ANNUAL house price growth nationally is expected to slow to between 4 per cent and 6 per cent by the end of 2016, according to economists at the Halifax.
The slowdown is being blamed on the increasing difficulty in getting on the housing ladder, as well as the looming prospect of an interest rate rise from the Bank of England.
Despite repeated government pledges to build more housing, the Halifax expects a shortage of housing supply to continue to drag on prices in 2016.
Halifax economists think that over the medium term an increase in house building will help to ease house prices.
Martin Ellis, housing economist at Halifax said: “There is little reason to expect any fundamental shift in the key market drivers in the immediate future. As a result, the substantial imbalance between supply and demand is likely to persist, maintaining upward pressure on house prices in 2016.
“Sales in 2016 are expected to be modestly higher than this year, but to remain well below the peak of 1.6 million in 2006,” Ellis added.
House price growth in the UK during 2015, following a similar trend in 2013 and 2014, has been led by London, though this is beginning to slow.
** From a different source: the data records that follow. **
#![forbid(unsafe_code)]

//! Drag gesture tracking: pointer samples in, lifecycle transitions out.
//!
//! [`DragGesture`] owns the pointer half of a timeline drag. It knows nothing
//! about frames beyond remembering the entry's frame at press time; turning
//! pointer X into a candidate frame and laying out neighbors is the
//! controller's job.
//!
//! # State Machine
//!
//! ```text
//! Idle -> ThresholdPending -> Dragging -> Releasing -> Idle
//!              \--------------------------------------> Idle (release below threshold / cancel)
//! ```
//!
//! # Invariants
//!
//! 1. At most one session exists at a time. A press while a session is live is
//!    ignored, never queued.
//! 2. A session only reaches `Dragging` after a motion sample whose Euclidean
//!    distance from the press point strictly exceeds the threshold.
//! 3. A release from `ThresholdPending` discards the session; callers must not
//!    mutate anything for it.
//! 4. After `finish`, new presses are refused until the release block window
//!    elapses, so the tail of one physical gesture cannot start another.
//!
//! # Failure Modes
//!
//! - Motion or release with no session is a no-op with
//!   [`DragNoopReason::NoActiveSession`].
//! - Focus loss or host teardown should call [`DragGesture::cancel`], which
//!   drops the session without entering `Releasing`.

use serde::{Deserialize, Serialize};
use web_time::{Duration, Instant};

use crate::geometry::{PointerInput, PointerPosition};
use crate::position::{EntryId, Frame};

/// Default pixel distance a press must travel before it becomes a drag.
pub const DEFAULT_DRAG_THRESHOLD_PX: f64 = 5.0;

/// Default window after a release during which new presses are refused.
pub const DEFAULT_RELEASE_BLOCK: Duration = Duration::from_millis(100);

/// Thresholds for drag recognition.
#[derive(Debug, Clone, Copy, PartialEq)]
pub struct GestureConfig {
    /// Distance (px) a press must exceed before dragging starts (default: 5).
    pub threshold_px: f64,
    /// Post-release cooldown before a new press is accepted (default: 100ms).
    pub release_block: Duration,
}

impl Default for GestureConfig {
    fn default() -> Self {
        Self {
            threshold_px: DEFAULT_DRAG_THRESHOLD_PX,
            release_block: DEFAULT_RELEASE_BLOCK,
        }
    }
}

/// Lifecycle phase of the drag gesture.
#[derive(Debug, Clone, Copy, PartialEq, Eq, Default, Serialize, Deserialize)]
#[serde(rename_all = "snake_case")]
pub enum DragPhase {
    #[default]
    Idle,
    ThresholdPending,
    Dragging,
    Releasing,
}

/// Ephemeral state of one press → release interaction. Never persisted.
#[derive(Debug, Clone, PartialEq)]
pub struct DragSession {
    pub active_id: EntryId,
    pub start_pointer: PointerPosition,
    pub current_pointer: PointerPosition,
    pub original_frame: Frame,
    pub passed_threshold: bool,
}

impl DragSession {
    /// Distance travelled from the press point to the latest sample.
    #[must_use]
    pub fn displacement(&self) -> f64 {
        self.start_pointer.distance(self.current_pointer)
    }
}

/// Why a pointer event was ignored.
#[derive(Debug, Clone, Copy, PartialEq, Eq, Serialize, Deserialize)]
#[serde(rename_all = "snake_case")]
pub enum DragNoopReason {
    NoActiveSession,
    SessionAlreadyActive,
    PrimaryButtonNotHeld,
    CoolingDown,
    UnknownEntry,
    MissingGeometry,
    ThresholdNotReached,
    NoCandidate,
}

/// Result of feeding one pointer event into the gesture.
#[derive(Debug, Clone, PartialEq)]
pub enum GestureStep {
    /// A press armed a new session.
    Armed,
    /// This motion sample crossed the threshold; dragging has begun.
    Started,
    /// A motion sample while already dragging.
    Moved,
    /// Release after a real drag; the session is now `Releasing`.
    Released(DragSession),
    /// Release (or cancel) before the threshold; nothing may change.
    Discarded(DragSession),
    /// Event ignored.
    Noop(DragNoopReason),
}

/// Pointer-driven drag lifecycle tracker.
#[derive(Debug, Clone, Default)]
pub struct DragGesture {
    config: GestureConfig,
    phase: DragPhase,
    session: Option<DragSession>,
    blocked_until: Option<Instant>,
}

impl DragGesture {
    /// Create a tracker with the given thresholds.
    #[must_use]
    pub fn new(config: GestureConfig) -> Self {
        Self {
            config,
            phase: DragPhase::Idle,
            session: None,
            blocked_until: None,
        }
    }

    /// Current lifecycle phase.
    #[inline]
    #[must_use]
    pub const fn phase(&self) -> DragPhase {
        self.phase
    }

    /// The live session, if any.
    #[inline]
    #[must_use]
    pub fn session(&self) -> Option<&DragSession> {
        self.session.as_ref()
    }

    /// Whether the session has crossed the threshold and not yet been released.
    #[inline]
    #[must_use]
    pub fn is_dragging(&self) -> bool {
        self.phase == DragPhase::Dragging
    }

    /// Whether a press at `now` would be refused by the release block window.
    #[must_use]
    pub fn is_blocked(&self, now: Instant) -> bool {
        self.blocked_until.is_some_and(|until| now < until)
    }

    #[inline]
    #[must_use]
    pub fn config(&self) -> &GestureConfig {
        &self.config
    }

    /// Pointer-down on an entry currently at `original_frame`.
    pub fn press(
        &mut self,
        active_id: EntryId,
        original_frame: Frame,
        input: PointerInput,
        now: Instant,
    ) -> GestureStep {
        if self.phase != DragPhase::Idle {
            return GestureStep::Noop(DragNoopReason::SessionAlreadyActive);
        }
        if !input.primary_pressed {
            return GestureStep::Noop(DragNoopReason::PrimaryButtonNotHeld);
        }
        if self.is_blocked(now) {
            return GestureStep::Noop(DragNoopReason::CoolingDown);
        }
        self.blocked_until = None;
        self.session = Some(DragSession {
            active_id,
            start_pointer: input.position,
            current_pointer: input.position,
            original_frame,
            passed_threshold: false,
        });
        self.phase = DragPhase::ThresholdPending;
        GestureStep::Armed
    }

    /// Pointer-move sample. Samples apply in arrival order; the last one wins.
    pub fn motion(&mut self, position: PointerPosition) -> GestureStep {
        let threshold = self.config.threshold_px;
        let Some(session) = self.session.as_mut() else {
            return GestureStep::Noop(DragNoopReason::NoActiveSession);
        };
        session.current_pointer = position;
        match self.phase {
            DragPhase::ThresholdPending => {
                if session.displacement() > threshold {
                    session.passed_threshold = true;
                    self.phase = DragPhase::Dragging;
                    GestureStep::Started
                } else {
                    GestureStep::Noop(DragNoopReason::ThresholdNotReached)
                }
            }
            DragPhase::Dragging => GestureStep::Moved,
            DragPhase::Idle | DragPhase::Releasing => {
                GestureStep::Noop(DragNoopReason::NoActiveSession)
            }
        }
    }

    /// Pointer-up.
    ///
    /// From `Dragging` the session moves to `Releasing` and a copy is returned
    /// for the caller to commit; call [`finish`](Self::finish) once the commit
    /// has been handed off. From `ThresholdPending` the session is discarded.
    pub fn release(&mut self, position: PointerPosition) -> GestureStep {
        match self.phase {
            DragPhase::Dragging => {
                let Some(session) = self.session.as_mut() else {
                    self.phase = DragPhase::Idle;
                    return GestureStep::Noop(DragNoopReason::NoActiveSession);
                };
                session.current_pointer = position;
                let released = session.clone();
                self.phase = DragPhase::Releasing;
                GestureStep::Released(released)
            }
            DragPhase::ThresholdPending => {
                self.phase = DragPhase::Idle;
                match self.session.take() {
                    Some(session) => GestureStep::Discarded(session),
                    None => GestureStep::Noop(DragNoopReason::NoActiveSession),
                }
            }
            DragPhase::Idle | DragPhase::Releasing => {
                GestureStep::Noop(DragNoopReason::NoActiveSession)
            }
        }
    }

    /// `Releasing -> Idle`, opening the release block window.
    pub fn finish(&mut self, now: Instant) {
        if self.phase == DragPhase::Releasing {
            self.session = None;
            self.phase = DragPhase::Idle;
            self.blocked_until = Some(now + self.config.release_block);
        }
    }

    /// Drop any live session without a release. Returns the dropped session.
    pub fn cancel(&mut self) -> Option<DragSession> {
        self.phase = DragPhase::Idle;
        self.session.take()
    }
}

#[cfg(test)]
mod tests {
    use super::*;

    const MS_50: Duration = Duration::from_millis(50);
    const MS_150: Duration = Duration::from_millis(150);

    fn armed(t: Instant) -> DragGesture {
        let mut gesture = DragGesture::new(GestureConfig::default());
        let step = gesture.press(EntryId::from("e"), 40, PointerInput::pressed(100.0, 10.0), t);
        assert_eq!(step, GestureStep::Armed);
        gesture
    }

    #[test]
    fn press_requires_primary_button() {
        let mut gesture = DragGesture::default();
        let step = gesture.press(
            EntryId::from("e"),
            0,
            PointerInput::released(0.0, 0.0),
            Instant::now(),
        );
        assert_eq!(step, GestureStep::Noop(DragNoopReason::PrimaryButtonNotHeld));
        assert_eq!(gesture.phase(), DragPhase::Idle);
    }

    #[test]
    fn second_press_is_ignored() {
        let t = Instant::now();
        let mut gesture = armed(t);
        let step = gesture.press(EntryId::from("other"), 0, PointerInput::pressed(0.0, 0.0), t);
        assert_eq!(step, GestureStep::Noop(DragNoopReason::SessionAlreadyActive));
        assert_eq!(gesture.session().map(|s| s.active_id.as_str()), Some("e"));
    }

    #[test]
    fn threshold_is_euclidean_and_strict() {
        let t = Instant::now();
        let mut gesture = armed(t);

        // 3-4-5 triangle: exactly on the threshold does not start a drag.
        let step = gesture.motion(PointerPosition::new(103.0, 14.0));
        assert_eq!(step, GestureStep::Noop(DragNoopReason::ThresholdNotReached));
        assert_eq!(gesture.phase(), DragPhase::ThresholdPending);

        let step = gesture.motion(PointerPosition::new(104.0, 14.0));
        assert_eq!(step, GestureStep::Started);
        assert!(gesture.is_dragging());

        let step = gesture.motion(PointerPosition::new(90.0, 10.0));
        assert_eq!(step, GestureStep::Moved);
    }

    #[test]
    fn release_below_threshold_discards() {
        let t = Instant::now();
        let mut gesture = armed(t);
        gesture.motion(PointerPosition::new(102.0, 11.0));
        let step = gesture.release(PointerPosition::new(103.0, 10.0));
        let GestureStep::Discarded(session) = step else {
            panic!("expected discard, got {step:?}");
        };
        assert!(!session.passed_threshold);
        assert_eq!(gesture.phase(), DragPhase::Idle);
        assert!(gesture.session().is_none());
        // Discard does not open the block window.
        assert!(!gesture.is_blocked(t));
    }

    #[test]
    fn release_after_drag_enters_releasing_then_blocks() {
        let t = Instant::now();
        let mut gesture = armed(t);
        gesture.motion(PointerPosition::new(150.0, 10.0));
        let step = gesture.release(PointerPosition::new(160.0, 10.0));
        let GestureStep::Released(session) = step else {
            panic!("expected release, got {step:?}");
        };
        assert_eq!(session.current_pointer, PointerPosition::new(160.0, 10.0));
        assert_eq!(session.original_frame, 40);
        assert_eq!(gesture.phase(), DragPhase::Releasing);

        let finished_at = t + MS_50;
        gesture.finish(finished_at);
        assert_eq!(gesture.phase(), DragPhase::Idle);

        let step = gesture.press(
            EntryId::from("e"),
            40,
            PointerInput::pressed(0.0, 0.0),
            finished_at + MS_50,
        );
        assert_eq!(step, GestureStep::Noop(DragNoopReason::CoolingDown));

        let step = gesture.press(
            EntryId::from("e"),
            40,
            PointerInput::pressed(0.0, 0.0),
            finished_at + MS_150,
        );
        assert_eq!(step, GestureStep::Armed);
    }

    #[test]
    fn motion_without_session_is_noop() {
        let mut gesture = DragGesture::default();
        assert_eq!(
            gesture.motion(PointerPosition::new(1.0, 1.0)),
            GestureStep::Noop(DragNoopReason::NoActiveSession)
        );
        assert_eq!(
            gesture.release(PointerPosition::new(1.0, 1.0)),
            GestureStep::Noop(DragNoopReason::NoActiveSession)
        );
    }

    #[test]
    fn cancel_resets_to_idle() {
        let t = Instant::now();
        let mut gesture = armed(t);
        gesture.motion(PointerPosition::new(200.0, 10.0));
        let dropped = gesture.cancel();
        assert!(dropped.is_some_and(|s| s.passed_threshold));
        assert_eq!(gesture.phase(), DragPhase::Idle);
        assert!(gesture.cancel().is_none());
    }
}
Pre-election investor concerns, management of loan to income caps as a result of FPC direction on lending, and the changes in stamp duty have all meant a house prices in London have been volatile this year.
Though prices in all regions are expected to rise over 2016, price growth in London will slow more sharply.
Some economist have speculated price rises in London could drop to single figures next year.
The recent changes to the fast growing buy-to-let mortgage market announced this year are not expected to have a significant effect on house prices next year, though the changes to stamp duty some think could impact on transaction levels in the first quarter.